In this section, the asymptotic normality result obtained in Theorem 2 is applied to perform adaptive support recovery and to obtain rate-optimal estimation of the precision matrix under various matrix l_ω norms. The two-step procedure for support recovery is first removing the effect of the co-variate X, then applying ANT (Asymptotically Normal estimation with Thresholding) procedure. We thus call it ANTAC, which stands for ANT after Adjusting Covariates.
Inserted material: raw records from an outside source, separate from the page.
//! Admin protocol messages and framing.
//!
//! Every message is a JSON document behind a 4-byte big-endian length
//! prefix:
//!
//! ```text
//! +----------------------------+------------------+
//! | Length (4 bytes, BE)       | JSON payload     |
//! +----------------------------+------------------+
//! ```
//!
//! A connection carries any number of request/response pairs, strictly
//! alternating.

use guardian_admin_core::{Digest, GuardianSetUpdateRequest};
use serde::{de::DeserializeOwned, Deserialize, Serialize};
use tokio::io::{AsyncRead, AsyncReadExt, AsyncWrite, AsyncWriteExt};

use crate::error::ProtocolError;

/// Default maximum frame size (1 MiB).
pub const DEFAULT_MAX_FRAME_SIZE: usize = 1024 * 1024;

/// Request body for `SubmitGuardianSetVAA`.
#[derive(Debug, Clone, PartialEq, Eq, Serialize, Deserialize)]
pub struct SubmitGuardianSetVaaRequest {
    pub guardian_set: GuardianSetUpdateRequest,
}

/// Response body for `SubmitGuardianSetVAA`.
#[derive(Debug, Clone, PartialEq, Eq, Serialize, Deserialize)]
pub struct SubmitGuardianSetVaaResponse {
    /// Signing digest of the VAA that was queued.
    pub digest: Digest,
}

/// Client-visible error classes.
#[derive(Debug, Clone, Copy, PartialEq, Eq, Serialize, Deserialize)]
pub enum ErrorCode {
    /// The request was malformed or failed validation.
    InvalidArgument,
    /// The core pipeline is not accepting VAAs.
    Unavailable,
}

/// All messages from client to server.
#[derive(Debug, Clone, PartialEq, Eq, Serialize, Deserialize)]
pub enum AdminRequest {
    SubmitGuardianSetVaa(SubmitGuardianSetVaaRequest),
}

/// All messages from server to client.
#[derive(Debug, Clone, PartialEq, Eq, Serialize, Deserialize)]
pub enum AdminResponse {
    SubmitGuardianSetVaa(SubmitGuardianSetVaaResponse),
    Error { code: ErrorCode, message: String },
}

impl AdminResponse {
    pub fn error(code: ErrorCode, message: impl Into<String>) -> Self {
        AdminResponse::Error {
            code,
            message: message.into(),
        }
    }
}

/// Read one frame.
///
/// Returns `Ok(None)` only when the stream ends exactly between frames; a
/// partial length prefix or body is [`ProtocolError::ConnectionClosed`].
/// The length is checked against `max_frame_size` before anything is allocated.
pub async fn read_frame<R>(reader: &mut R, max_frame_size: usize) -> Result<Option<Vec<u8>>, ProtocolError>
where
    R: AsyncRead + Unpin,
{
    let mut prefix = [0u8; 4];
    let first = reader.read(&mut prefix).await?;
    if first == 0 {
        return Ok(None);
    }
    reader.read_exact(&mut prefix[first..]).await.map_err(eof_is_closed)?;
    let len = u32::from_be_bytes(prefix) as usize;

    if len > max_frame_size {
        return Err(ProtocolError::FrameTooLarge {
            size: len,
            max: max_frame_size,
        });
    }

    let mut buf = vec![0u8; len];
    reader.read_exact(&mut buf).await.map_err(eof_is_closed)?;
    Ok(Some(buf))
}

/// A stream ending inside a frame is a dropped connection, not a clean close.
fn eof_is_closed(e: std::io::Error) -> ProtocolError {
    if e.kind() == std::io::ErrorKind::UnexpectedEof {
        ProtocolError::ConnectionClosed
    } else {
        ProtocolError::Io(e)
    }
}

/// Write one frame and flush.
pub async fn write_frame<W>(writer: &mut W, payload: &[u8]) -> Result<(), ProtocolError>
where
    W: AsyncWrite + Unpin,
{
    let len = u32::try_from(payload.len()).map_err(|_| ProtocolError::FrameTooLarge {
        size: payload.len(),
        max: u32::MAX as usize,
    })?;
    writer.write_u32(len).await?;
    writer.write_all(payload).await?;
    writer.flush().await?;
    Ok(())
}

/// Serialize a message and write it as one frame.
pub async fn send_message<W, T>(writer: &mut W, message: &T) -> Result<(), ProtocolError>
where
    W: AsyncWrite + Unpin,
    T: Serialize,
{
    let bytes = serde_json::to_vec(message)?;
    write_frame(writer, &bytes).await
}

/// Read one frame and deserialize it.
///
/// Returns `Ok(None)` on a clean end of stream.
pub async fn recv_message<R, T>(reader: &mut R, max_frame_size: usize) -> Result<Option<T>, ProtocolError>
where
    R: AsyncRead + Unpin,
    T: DeserializeOwned,
{
    match read_frame(reader, max_frame_size).await? {
        Some(frame) => Ok(Some(serde_json::from_slice(&frame)?)),
        None => Ok(None),
    }
}
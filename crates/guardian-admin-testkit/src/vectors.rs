//! Golden test vectors for cross-implementation verification.
//!
//! Every implementation of the guardian admin control plane must produce
//! identical:
//! - signable_bytes (the digest pre-image)
//! - digest (Keccak-256 of signable_bytes)

use guardian_admin_core::{
    guardian_set_update_to_vaa, signable_bytes, signing_digest, Guardian, GuardianSetUpdateRequest,
};
use serde::{Deserialize, Serialize};

/// A single golden test vector.
#[derive(Debug, Clone, Serialize, Deserialize)]
pub struct GoldenVector {
    pub name: String,
    pub description: String,

    // Inputs
    pub guardians: Vec<String>, // pubkey strings, in order
    pub current_set_index: u32,
    pub timestamp: u32,

    // Derived outputs (hex, no prefix)
    pub signable_bytes: String,
    pub digest: String,
}

/// All golden vectors.
pub fn all_vectors() -> Vec<GoldenVector> {
    vec![
        GoldenVector {
            name: "single_guardian".to_string(),
            description: "One guardian, first rotation out of set 0".to_string(),
            guardians: vec!["0x0000000000000000000000000000000000000001".to_string()],
            current_set_index: 0,
            timestamp: 1000,
            signable_bytes: "0100000000000003e80100000001010000000000000000000000000000000000000001"
                .to_string(),
            digest: "e5dd9e86e6c8667d7929100d7454de19955e7bfb8a385caf86e8074164918e62".to_string(),
        },
        GoldenVector {
            name: "two_guardians".to_string(),
            description: "Two guardians, rotation out of set 4".to_string(),
            guardians: vec![
                "0x0000000000000000000000000000000000000001".to_string(),
                "0x0000000000000000000000000000000000000002".to_string(),
            ],
            current_set_index: 4,
            timestamp: 1_600_000_000,
            signable_bytes: concat!(
                "01000000045f5e1000010000000502",
                "0000000000000000000000000000000000000001",
                "0000000000000000000000000000000000000002",
            )
            .to_string(),
            digest: "5ec0c11774908e57a7b791fec478c6e00d39121f3040b1b70bbf8aa95a0831a6".to_string(),
        },
    ]
}

/// Build the operator request a vector describes.
pub fn request_from_vector(vector: &GoldenVector) -> GuardianSetUpdateRequest {
    GuardianSetUpdateRequest {
        guardians: vector
            .guardians
            .iter()
            .enumerate()
            .map(|(i, pubkey)| Guardian::new(format!("g{i}"), pubkey.clone()))
            .collect(),
        current_set_index: vector.current_set_index,
        timestamp: vector.timestamp,
    }
}

/// Check every vector against this implementation.
///
/// Returns `(name, passed, detail)` per vector.
pub fn verify_all_vectors() -> Vec<(String, bool, String)> {
    all_vectors()
        .into_iter()
        .map(|vector| {
            let outcome = guardian_set_update_to_vaa(&request_from_vector(&vector))
                .map_err(|e| e.to_string())
                .and_then(|vaa| {
                    let bytes = signable_bytes(&vaa).map_err(|e| e.to_string())?;
                    let digest = signing_digest(&vaa).map_err(|e| e.to_string())?;
                    Ok((hex::encode(bytes), digest.to_hex()))
                });

            match outcome {
                Ok((bytes, digest)) if bytes == vector.signable_bytes && digest == vector.digest => {
                    (vector.name, true, digest)
                }
                Ok((bytes, digest)) => (
                    vector.name,
                    false,
                    format!("signable_bytes {bytes}, digest {digest}"),
                ),
                Err(e) => (vector.name, false, e),
            }
        })
        .collect()
}
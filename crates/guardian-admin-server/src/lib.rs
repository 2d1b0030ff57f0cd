//! # Guardian Admin Server
//!
//! The privileged control plane of a guardian node. Operators submit
//! guardian set rotations over a local Unix socket; each accepted request
//! becomes a VAA that is handed to the core signing pipeline.
//!
//! ## Overview
//!
//! - **Socket**: owner-only (0600) Unix socket, stale sockets replaced,
//!   anything else at the path refused (see [`socket`])
//! - **Protocol**: length-prefixed JSON frames (see [`protocol`])
//! - **Service**: `SubmitGuardianSetVAA`, serialized build, digest, enqueue
//! - **Server**: `Unbound -> Bound -> Serving -> Closed` lifecycle
//!
//! ## Usage
//!
//! ```rust,no_run
//! use std::sync::Arc;
//! use guardian_admin_inject::injection_channel;
//! use guardian_admin_server::{AdminConfig, AdminServer};
//!
//! # async fn example() -> guardian_admin_server::Result<()> {
//! let config = AdminConfig::default().with_socket_path("/run/guardiand/admin.sock");
//! let (injector, mut queue) = injection_channel(config.injection.clone());
//!
//! tokio::spawn(async move {
//!     while let Some(vaa) = queue.recv().await {
//!         // sign and broadcast
//!         let _ = vaa;
//!     }
//! });
//!
//! let server = AdminServer::new(config, Arc::new(injector));
//! server.serve(async { let _ = tokio::signal::ctrl_c().await; }).await
//! # }
//! ```

pub mod client;
pub mod config;
pub mod error;
pub mod protocol;
pub mod server;
pub mod service;
pub mod socket;

pub use client::AdminClient;
pub use config::{AdminConfig, DEFAULT_SOCKET_PATH};
pub use error::{ProtocolError, Result, ServerError, SubmitError};
pub use protocol::{
    AdminRequest, AdminResponse, ErrorCode, SubmitGuardianSetVaaRequest,
    SubmitGuardianSetVaaResponse, DEFAULT_MAX_FRAME_SIZE,
};
pub use server::{AdminServer, ServerState};
pub use service::AdminService;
4.1 ANTAC for Support Recovery of Ω

The support recovery on covariate-adjusted Gaussian graphical model has been studied by several papers, for example, Yin & Li (2013) and Cai et al. (2013). Denote the support of Ω by Supp(Ω). In these literature, the theoretical properties on the support recovery were obtained but they all assumed that ${min}_{(i,j)\in \mathit{\text{Supp}}(\mathrm{\Omega })}|{\omega }_{ij}|\ge C{M}_{n,p}^2\sqrt{\frac{logp}{n}}$, where M_n,p is either the matrix l_∞ norm or related to the irrepresentable condition on Ω, which is unknown. The ANTAC procedure, based on the asymptotic normality estimation in Equation (25), performs entry-wise thresholding adaptively to recover the graph with explicit thresholding levels.
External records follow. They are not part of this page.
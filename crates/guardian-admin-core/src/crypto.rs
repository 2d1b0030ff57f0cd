//! Hashing primitives.
//!
//! Guardians sign with Ethereum-style secp256k1 keys, so digests are
//! Keccak-256 (the pre-NIST padding), not SHA3-256.

use serde::{Deserialize, Deserializer, Serialize, Serializer};
use sha3::{Digest as _, Keccak256};
use std::fmt;

/// A 32-byte Keccak-256 digest.
#[derive(Clone, Copy, PartialEq, Eq, Hash)]
pub struct Digest(pub [u8; 32]);

impl Digest {
    /// Compute the Keccak-256 hash of the given data.
    pub fn keccak256(data: &[u8]) -> Self {
        let mut hasher = Keccak256::new();
        hasher.update(data);
        Self(hasher.finalize().into())
    }

    /// Create from raw bytes.
    pub const fn from_bytes(bytes: [u8; 32]) -> Self {
        Self(bytes)
    }

    /// Get the raw bytes.
    pub const fn as_bytes(&self) -> &[u8; 32] {
        &self.0
    }

    /// Convert to hex string (no prefix).
    pub fn to_hex(&self) -> String {
        hex::encode(self.0)
    }

    /// Parse from hex string.
    ///
    /// The `0x` (or `0X`) prefix is optional, as for guardian addresses.
    pub fn from_hex(s: &str) -> Result<Self, hex::FromHexError> {
        let digits = s
            .strip_prefix("0x")
            .or_else(|| s.strip_prefix("0X"))
            .unwrap_or(s);
        if digits.len() != 64 {
            return Err(hex::FromHexError::InvalidStringLength);
        }
        let mut arr = [0u8; 32];
        hex::decode_to_slice(digits, &mut arr)?;
        Ok(Self(arr))
    }
}

impl fmt::Debug for Digest {
    fn fmt(&self, f: &mut fmt::Formatter<'_>) -> fmt::Result {
        write!(f, "Digest({}..)", &self.to_hex()[..16])
    }
}

impl fmt::Display for Digest {
    fn fmt(&self, f: &mut fmt::Formatter<'_>) -> fmt::Result {
        write!(f, "0x{}", self.to_hex())
    }
}

impl Serialize for Digest {
    fn serialize<S: Serializer>(&self, serializer: S) -> Result<S::Ok, S::Error> {
        serializer.serialize_str(&self.to_hex())
    }
}

impl<'de> Deserialize<'de> for Digest {
    fn deserialize<D: Deserializer<'de>>(deserializer: D) -> Result<Self, D::Error> {
        let s = String::deserialize(deserializer)?;
        Self::from_hex(&s).map_err(serde::de::Error::custom)
    }
}
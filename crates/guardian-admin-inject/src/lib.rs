//! # Guardian Admin Inject
//!
//! The hand-off between the admin control plane (producer) and the node's
//! core signing/broadcast pipeline (consumer).
//!
//! ## Contract
//!
//! - **Ordered**: one shared queue, FIFO in enqueue order across all producers
//! - **At-most-once**: once [`Injector::inject`] returns `Ok`, the VAA belongs
//!   to the consumer; nothing here tracks or retries delivery
//! - **Bounded**: the queue has a fixed capacity and an explicit
//!   [`SendPolicy`] for what happens when it is full
//!
//! ## Usage
//!
//! ```rust
//! use guardian_admin_inject::{injection_channel, InjectionConfig, Injector};
//!
//! # async fn example(vaa: guardian_admin_core::Vaa) {
//! let (injector, mut queue) = injection_channel(InjectionConfig::default());
//!
//! injector.inject(vaa).await.unwrap();
//! let next = queue.recv().await;
//! assert!(next.is_some());
//! # }
//! ```

pub mod channel;
pub mod error;

pub use channel::{injection_channel, ChannelInjector, InjectionConfig, InjectionQueue, SendPolicy};
pub use error::{InjectError, Result};

use async_trait::async_trait;
use guardian_admin_core::Vaa;

/// Producer side of the injection channel.
///
/// Implementations must be thread-safe (Send + Sync): the admin server calls
/// this from per-connection tasks.
#[async_trait]
pub trait Injector: Send + Sync {
    /// Hand a VAA to the core pipeline.
    ///
    /// Returning `Ok` commits the VAA. An `Err` means it was not enqueued.
    async fn inject(&self, vaa: Vaa) -> Result<()>;
}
Recall that in Theorem 2 we have

$$\sqrt{n{F}_{ij}}({\widehat{\omega }}_{ij}-{\omega }_{ij})\stackrel{D}{\leftrightarrow }N(0,1),$$

where $F_{ij}={({\omega }_{ii}{\omega }_{jj}+{\omega }_{ij}^2)}^{-1}$ is the Fisher information of estimating ω_ij. Suppose we know this Fisher information, we can apply a thresholding level $\sqrt{\frac{2\xi ({\omega }_{ii}{\omega }_{jj}+{\omega }_{ij}^2)logp}{n}}$ with any ξ ≥ 2 for ω̂_ij to correctly distinguish zero and nonzero entries, noting the total number of edges is p (p − 1) /2. However, when the variance ${\omega }_{ii}{\omega }_{jj}+{\omega }_{ij}^2$ is unknown, all we need is to plug in a consistent estimator. The ANTAC procedure is defined as follows

$${\widehat{\mathrm{\Omega }}}_{\mathit{\text{thr}}}={\left({\widehat{\omega }}_{ij}^{\mathit{\text{thr}}}\right)}_{p\times p},\text{where}{\widehat{\omega }}_{ii}^{\mathit{\text{thr}}}={\widehat{\omega }}_{ii},\text{and}{\widehat{\omega }}_{ij}^{\mathit{\text{thr}}}={\widehat{\omega }}_{ij}1\{|{\widehat{\omega }}_{ij}|\ge {\tau }_{ij}\}$$ (26)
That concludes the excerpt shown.